His CD Mozart: an Italian Journey reflects Jeremy’s changing relationship with the music on which he has based his career. It also reflects on the composer’s changing musical tastes. “I wanted to show how he developed as a composer, from boyhood through to adulthood. The thing with Mozart is that he wrote innumerable operas, which these days are not performed much. I wanted to start at the beginning of his life as an opera composer and go right through to the end, and see how the music changed.”

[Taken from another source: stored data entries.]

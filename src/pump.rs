//! The top-level protocol pump: raw bytes in, dispatched messages out.
//!
//! Depending on configuration the pump either strips TPIU framing and
//! feeds the configured stream to the ITM decoder, or hands bytes to the
//! ITM decoder directly. TPIU sync state is coupled into the ITM pump:
//! finding frame sync means the ITM stream is byte-aligned mid-flow, and
//! losing it means the opposite.

use log::{debug, info};

use crate::itm::{ItmDecoder, ItmEvent, ItmStats};
use crate::msg::MessageSink;
use crate::tpiu::{TpiuDecoder, TpiuEvent, TpiuStats};

/// TPIU streams that never carry payload: 0 is the null/padding stream,
/// 0x7F carries trigger packets.
const NULL_STREAM: u8 = 0;
const TRIGGER_STREAM: u8 = 0x7F;

/// Pump configuration, owned by the pump and passed down from the tool's
/// command line.
#[derive(Debug, Clone)]
pub struct PumpConfig {
    /// Expect TPIU framing and demultiplex it.
    pub use_tpiu: bool,

    /// TPIU stream the ITM flow rides on.
    pub itm_stream: u8,

    /// Assume ITM byte alignment instead of waiting for a sync packet.
    pub force_itm_sync: bool,
}

impl Default for PumpConfig {
    fn default() -> Self {
        PumpConfig {
            use_tpiu: false,
            itm_stream: 1,
            force_itm_sync: true,
        }
    }
}

/// Configuration mistakes caught at construction.
#[derive(Debug, thiserror::Error)]
pub enum ConfigError {
    #[error("TPIU enabled with the null stream id 0")]
    TpiuStreamZero,
}

/// Byte pump over the whole decode stack.
pub struct TracePump {
    config: PumpConfig,
    tpiu: TpiuDecoder,
    itm: ItmDecoder,
}

impl TracePump {
    pub fn new(config: PumpConfig) -> Result<Self, ConfigError> {
        if config.use_tpiu && config.itm_stream == NULL_STREAM {
            return Err(ConfigError::TpiuStreamZero);
        }

        let mut itm = ItmDecoder::new();
        if config.force_itm_sync && !config.use_tpiu {
            // No framing layer to tell us when alignment appears; take
            // the stream as aligned from the first byte.
            itm.force_sync(true);
        }

        Ok(TracePump {
            config,
            tpiu: TpiuDecoder::new(),
            itm,
        })
    }

    pub fn tpiu_stats(&self) -> &TpiuStats {
        self.tpiu.stats()
    }

    pub fn itm_stats(&self) -> &ItmStats {
        self.itm.stats()
    }

    /// Feed one byte through the stack, dispatching any completed
    /// messages into `sink`.
    pub fn pump<S: MessageSink>(&mut self, byte: u8, sink: &mut S) {
        if !self.config.use_tpiu {
            self.itm_byte(byte, sink);
            return;
        }

        match self.tpiu.pump(byte) {
            TpiuEvent::NewSync | TpiuEvent::Synced => {
                if self.config.force_itm_sync {
                    self.itm.force_sync(true);
                }
            }
            TpiuEvent::Unsynced => {
                debug!("TPIU frame sync lost");
                self.itm.force_sync(false);
            }
            TpiuEvent::FrameReady => {
                if let Some(packet) = self.tpiu.get_packet() {
                    for pair in packet.pairs {
                        if pair.stream == self.config.itm_stream {
                            self.itm_byte(pair.data, sink);
                        } else if pair.stream != NULL_STREAM && pair.stream != TRIGGER_STREAM {
                            info!("dropping byte for unhandled TPIU stream {}", pair.stream);
                        }
                    }
                }
            }
            TpiuEvent::Idle | TpiuEvent::Rxing => {}
            TpiuEvent::Error => debug!("TPIU decode error"),
        }
    }

    /// Feed a block of bytes.
    pub fn pump_block<S: MessageSink>(&mut self, bytes: &[u8], sink: &mut S) {
        for byte in bytes {
            self.pump(*byte, sink);
        }
    }

    fn itm_byte<S: MessageSink>(&mut self, byte: u8, sink: &mut S) {
        match self.itm.pump(byte) {
            ItmEvent::Packet(msg) => sink.dispatch(&msg),
            // Overflow and decode errors are recoverable: counters have
            // already been bumped, established sync is kept.
            ItmEvent::Overflow => debug!("ITM overflow reported by target"),
            ItmEvent::Error(e) => debug!("ITM decode error: {}", e),
            ItmEvent::Idle | ItmEvent::Unsynced | ItmEvent::Synced => {}
        }
    }
}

“I’m really happy because a lot of newspapers were very complimentary about it. Record companies are not openly inviting people to record at the moment, so you have to go there with an idea, a theme and a well thought out project.”


A developing relationship

Jeremy is on the brink of a permanent shift in roles. Next on his list is the eponymous role Mozart wrote for his opera Idomineo. “The arias are absolutely wonderful but they need a slightly older person and an older voice. As a Mozart tenor you just move along a little bit with the operas that he’s written, and the repertoire moves with the singer. I’m 40 years old now, so as I get older I will move into more mature roles.

“I’ve reached my 75th performance of Cosi Fan Tutte. I mark it in the score so I know where I’ve done it, so that when I’m an old wrinkly grandfather I can show it to my grandchildren.”

It’s an endearing image. When he’s a wrinkly old grandfather, Jeremy may be content to rest on his laurels. Now, though, it’s just a question of where his musical journey will take him next.